START Extracted data
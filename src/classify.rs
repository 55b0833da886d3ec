//! Card classification over a single DOM snapshot.
//!
//! The odds page never labels its markup, so cards are reconstructed from
//! positional and textual heuristics: a `<time>` element carrying the
//! start-time sentinel anchors each card, a bounded ancestor walk finds the
//! card root, preceding siblings are scanned for a league header, and odds
//! leaves are told apart by the section marker next to them. A malformed card
//! degrades to empty fields; it never aborts the pass.

use crate::config::MarkerConfig;
use crate::dom::{NodeId, Snapshot};
use crate::models::RawMatchRecord;
use crate::odds::is_odds_token;
use crate::text::normalize;

/// Ancestor levels searched above a time marker for the card root.
pub const MAX_CARD_ANCESTOR_DEPTH: usize = 10;
/// Ancestor levels searched above a card root for a league header.
pub const MAX_LEAGUE_ANCESTOR_LEVELS: usize = 12;
/// League-looking text must not exceed this many characters.
pub const LEAGUE_NAME_MAX_LEN: usize = 80;

/// Lift every resolvable card out of the snapshot. Pure: no waiting, no
/// further loading, one consistent view.
pub fn classify(snap: &Snapshot, markers: &MarkerConfig) -> Vec<RawMatchRecord> {
    let mut records = Vec::new();

    for id in snap.ids() {
        if snap.node(id).tag != "time" {
            continue;
        }
        let stamp = snap.text(id);
        if !stamp.contains(&markers.start_time) {
            continue;
        }
        let Some(card) = card_root(snap, id, markers) else {
            // No enclosing card with both section markers: unparseable.
            continue;
        };

        let (hdp_leaf, ou_leaf) = odds_leaves(snap, card, markers);
        let (home_name, away_name) = match hdp_leaf {
            Some(leaf) => team_names(snap, leaf),
            None => (String::new(), String::new()),
        };

        records.push(RawMatchRecord {
            league_name: league_name(snap, card, markers),
            start_time_text: stamp,
            status: status_text(snap, id),
            home_name,
            away_name,
            handicap_text: hdp_leaf.map(|l| snap.text(l)).unwrap_or_default(),
            ou_text: ou_leaf.map(|l| snap.text(l)).unwrap_or_default(),
        });
    }

    records
}

fn contains_ou_marker(text: &str, markers: &MarkerConfig) -> bool {
    markers.over_under.iter().any(|m| text.contains(m))
}

/// Nearest ancestor whose combined text carries both the start-time sentinel
/// and an over/under section marker.
fn card_root(snap: &Snapshot, time_id: NodeId, markers: &MarkerConfig) -> Option<NodeId> {
    snap.ancestors(time_id).take(MAX_CARD_ANCESTOR_DEPTH).find(|&anc| {
        let text = snap.text(anc);
        text.contains(&markers.start_time) && contains_ou_marker(&text, markers)
    })
}

fn looks_like_league(text: &str, markers: &MarkerConfig) -> bool {
    !text.is_empty()
        && text.chars().count() <= LEAGUE_NAME_MAX_LEN
        && !text.contains(&markers.start_time)
        && !contains_ou_marker(text, markers)
        && text != markers.finished
        && !is_odds_token(text)
        && text.chars().any(|c| c.is_ascii_alphabetic())
}

/// Walk up from the card root; at each level scan preceding siblings, nearest
/// first, for league-looking text. First match wins; absence is an empty name.
fn league_name(snap: &Snapshot, card: NodeId, markers: &MarkerConfig) -> String {
    let levels = std::iter::once(card).chain(snap.ancestors(card));
    for level in levels.take(MAX_LEAGUE_ANCESTOR_LEVELS) {
        for &sibling in snap.preceding_siblings(level).iter().rev() {
            let text = snap.text(sibling);
            if looks_like_league(&text, markers) {
                return text;
            }
        }
    }
    String::new()
}

/// First handicap leaf and first over/under leaf in document order. A leaf is
/// over/under when its parent's or grandparent's text carries a section marker
/// (and not the start-time sentinel); any other odds leaf is handicap.
fn odds_leaves(
    snap: &Snapshot,
    card: NodeId,
    markers: &MarkerConfig,
) -> (Option<NodeId>, Option<NodeId>) {
    let mut hdp = None;
    let mut ou = None;

    for id in snap.subtree(card) {
        if !snap.is_leaf(id) || !is_odds_token(&snap.text(id)) {
            continue;
        }
        let is_ou = snap
            .parent(id)
            .into_iter()
            .chain(snap.parent(id).and_then(|p| snap.parent(p)))
            .any(|a| {
                let text = snap.text(a);
                contains_ou_marker(&text, markers) && !text.contains(&markers.start_time)
            });
        if is_ou {
            if ou.is_none() {
                ou = Some(id);
            }
        } else if hdp.is_none() {
            hdp = Some(id);
        }
        if hdp.is_some() && ou.is_some() {
            break;
        }
    }

    (hdp, ou)
}

/// Home = the handicap leaf's container text minus the odds token; away = the
/// container's next sibling, falling back to the first other child of the
/// shared parent.
fn team_names(snap: &Snapshot, hdp_leaf: NodeId) -> (String, String) {
    let Some(container) = snap.parent(hdp_leaf) else {
        return (String::new(), String::new());
    };

    let token = snap.text(hdp_leaf);
    let home = normalize(&snap.text(container).replacen(&token, "", 1));

    let away = snap
        .next_sibling(container)
        .or_else(|| {
            snap.parent(container).and_then(|shared| {
                snap.children(shared).iter().copied().find(|&c| c != container)
            })
        })
        .map(|n| snap.text(n))
        .unwrap_or_default();

    (home, away)
}

/// Free status text preceding the time marker inside its parent; the finished
/// flag is derived later from exact equality with the finished sentinel.
fn status_text(snap: &Snapshot, time_id: NodeId) -> String {
    let joined = snap
        .preceding_siblings(time_id)
        .into_iter()
        .map(|s| snap.text(s))
        .collect::<Vec<_>>()
        .join(" ");
    normalize(&joined)
}

#[cfg(test)]
mod tests {
    use super::*;
    use crate::dom::NodeSpec;

    fn snap(json: serde_json::Value) -> Snapshot {
        Snapshot::from_spec(&serde_json::from_value::<NodeSpec>(json).unwrap())
    }

    fn card_json(status: &str, home: &str, hdp: &str, away: &str, ou: &str) -> serde_json::Value {
        serde_json::json!({
            "tag": "div",
            "children": [
                {
                    "tag": "div",
                    "children": [
                        { "tag": "span", "text": status },
                        { "tag": "time", "text": "Start Time: 4/7 - 8:30 PM" }
                    ]
                },
                {
                    "tag": "div",
                    "children": [
                        {
                            "tag": "div",
                            "children": [
                                { "tag": "span", "text": home },
                                { "tag": "span", "text": hdp }
                            ]
                        },
                        { "tag": "div", "text": away }
                    ]
                },
                {
                    "tag": "div",
                    "children": [
                        { "tag": "span", "text": "O/U" },
                        { "tag": "span", "text": ou }
                    ]
                }
            ]
        })
    }

    fn page(children: Vec<serde_json::Value>) -> Snapshot {
        snap(serde_json::json!({ "tag": "html", "children": children }))
    }

    #[test]
    fn lifts_a_full_card() {
        let snap = page(vec![
            serde_json::json!({ "tag": "h3", "text": "English Premier League" }),
            card_json("", "Arsenal", "1+75", "Chelsea", "2-45"),
        ]);
        let markers = MarkerConfig::default();

        let records = classify(&snap, &markers);
        assert_eq!(records.len(), 1);
        let r = &records[0];
        assert_eq!(r.league_name, "English Premier League");
        assert_eq!(r.start_time_text, "Start Time: 4/7 - 8:30 PM");
        assert_eq!(r.home_name, "Arsenal");
        assert_eq!(r.away_name, "Chelsea");
        assert_eq!(r.handicap_text, "1+75");
        assert_eq!(r.ou_text, "2-45");
        assert_eq!(r.status, "");
    }

    #[test]
    fn finished_status_text_survives() {
        let snap = page(vec![
            serde_json::json!({ "tag": "h3", "text": "La Liga" }),
            card_json("Full Time", "Sevilla", "=-30", "Betis", "3+10"),
        ]);
        let records = classify(&snap, &MarkerConfig::default());
        assert_eq!(records[0].status, "Full Time");
    }

    #[test]
    fn time_without_enclosing_card_is_skipped() {
        let snap = page(vec![serde_json::json!({
            "tag": "div",
            "children": [{ "tag": "time", "text": "Start Time: 4/7 - 8:30 PM" }]
        })]);
        assert!(classify(&snap, &MarkerConfig::default()).is_empty());
    }

    #[test]
    fn time_without_sentinel_is_ignored() {
        let snap = page(vec![serde_json::json!({
            "tag": "time", "text": "4/7 - 8:30 PM"
        })]);
        assert!(classify(&snap, &MarkerConfig::default()).is_empty());
    }

    #[test]
    fn missing_odds_leaves_still_emit_a_record() {
        // Card root qualifies (sentinel + O/U label) but carries no odds
        // tokens at all: the record survives with empty fields.
        let snap = page(vec![serde_json::json!({
            "tag": "div",
            "children": [
                { "tag": "time", "text": "Start Time: 4/7 - 8:30 PM" },
                { "tag": "span", "text": "O/U" }
            ]
        })]);
        let records = classify(&snap, &MarkerConfig::default());
        assert_eq!(records.len(), 1);
        assert_eq!(records[0].home_name, "");
        assert_eq!(records[0].handicap_text, "");
        assert_eq!(records[0].ou_text, "");
    }

    #[test]
    fn league_header_may_sit_levels_above() {
        let snap = page(vec![
            serde_json::json!({ "tag": "h3", "text": "Serie A" }),
            serde_json::json!({
                "tag": "section",
                "children": [ card_json("", "Milan", "1-25", "Inter", "2+50") ]
            }),
        ]);
        let records = classify(&snap, &MarkerConfig::default());
        assert_eq!(records[0].league_name, "Serie A");
    }

    #[test]
    fn numeric_or_odds_text_is_not_a_league() {
        let snap = page(vec![
            serde_json::json!({ "tag": "div", "text": "1+75" }),
            serde_json::json!({ "tag": "div", "text": "12345" }),
            card_json("", "Lyon", "1+75", "Nice", "2-45"),
        ]);
        let records = classify(&snap, &MarkerConfig::default());
        assert_eq!(records[0].league_name, "");
    }

    #[test]
    fn extra_odds_leaves_are_ignored() {
        // Two handicap-looking leaves: only the first (document order) is kept.
        let snap = page(vec![serde_json::json!({
            "tag": "div",
            "children": [
                { "tag": "time", "text": "Start Time: 4/7 - 8:30 PM" },
                {
                    "tag": "div",
                    "children": [
                        { "tag": "span", "text": "Ajax" },
                        { "tag": "span", "text": "1+10" },
                        { "tag": "span", "text": "2+20" }
                    ]
                },
                {
                    "tag": "div",
                    "children": [
                        { "tag": "span", "text": "Over/Under" },
                        { "tag": "span", "text": "3+30" }
                    ]
                }
            ]
        })]);
        let records = classify(&snap, &MarkerConfig::default());
        assert_eq!(records[0].handicap_text, "1+10");
        assert_eq!(records[0].ou_text, "3+30");
    }

    #[test]
    fn away_falls_back_to_other_child_of_shared_parent() {
        let snap = page(vec![serde_json::json!({
            "tag": "div",
            "children": [
                { "tag": "time", "text": "Start Time: 4/7 - 8:30 PM" },
                {
                    "tag": "div",
                    "children": [
                        { "tag": "div", "text": "Porto" },
                        {
                            "tag": "div",
                            "children": [
                                { "tag": "span", "text": "Braga" },
                                { "tag": "span", "text": "=-15" }
                            ]
                        }
                    ]
                },
                {
                    "tag": "div",
                    "children": [
                        { "tag": "span", "text": "O/U" },
                        { "tag": "span", "text": "2+05" }
                    ]
                }
            ]
        })]);
        let records = classify(&snap, &MarkerConfig::default());
        // Container is the last child of its parent: no next sibling, so the
        // first other child of the shared parent provides the away name.
        assert_eq!(records[0].home_name, "Braga");
        assert_eq!(records[0].away_name, "Porto");
    }
}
END Extracted data
**Your objective**: Locate the word "bool" in the entries, and copy every line where it is found.

**Answer box**:
fn contains_ou_marker(text: &str, markers: &MarkerConfig) -> bool {
fn looks_like_league(text: &str, markers: &MarkerConfig) -> bool {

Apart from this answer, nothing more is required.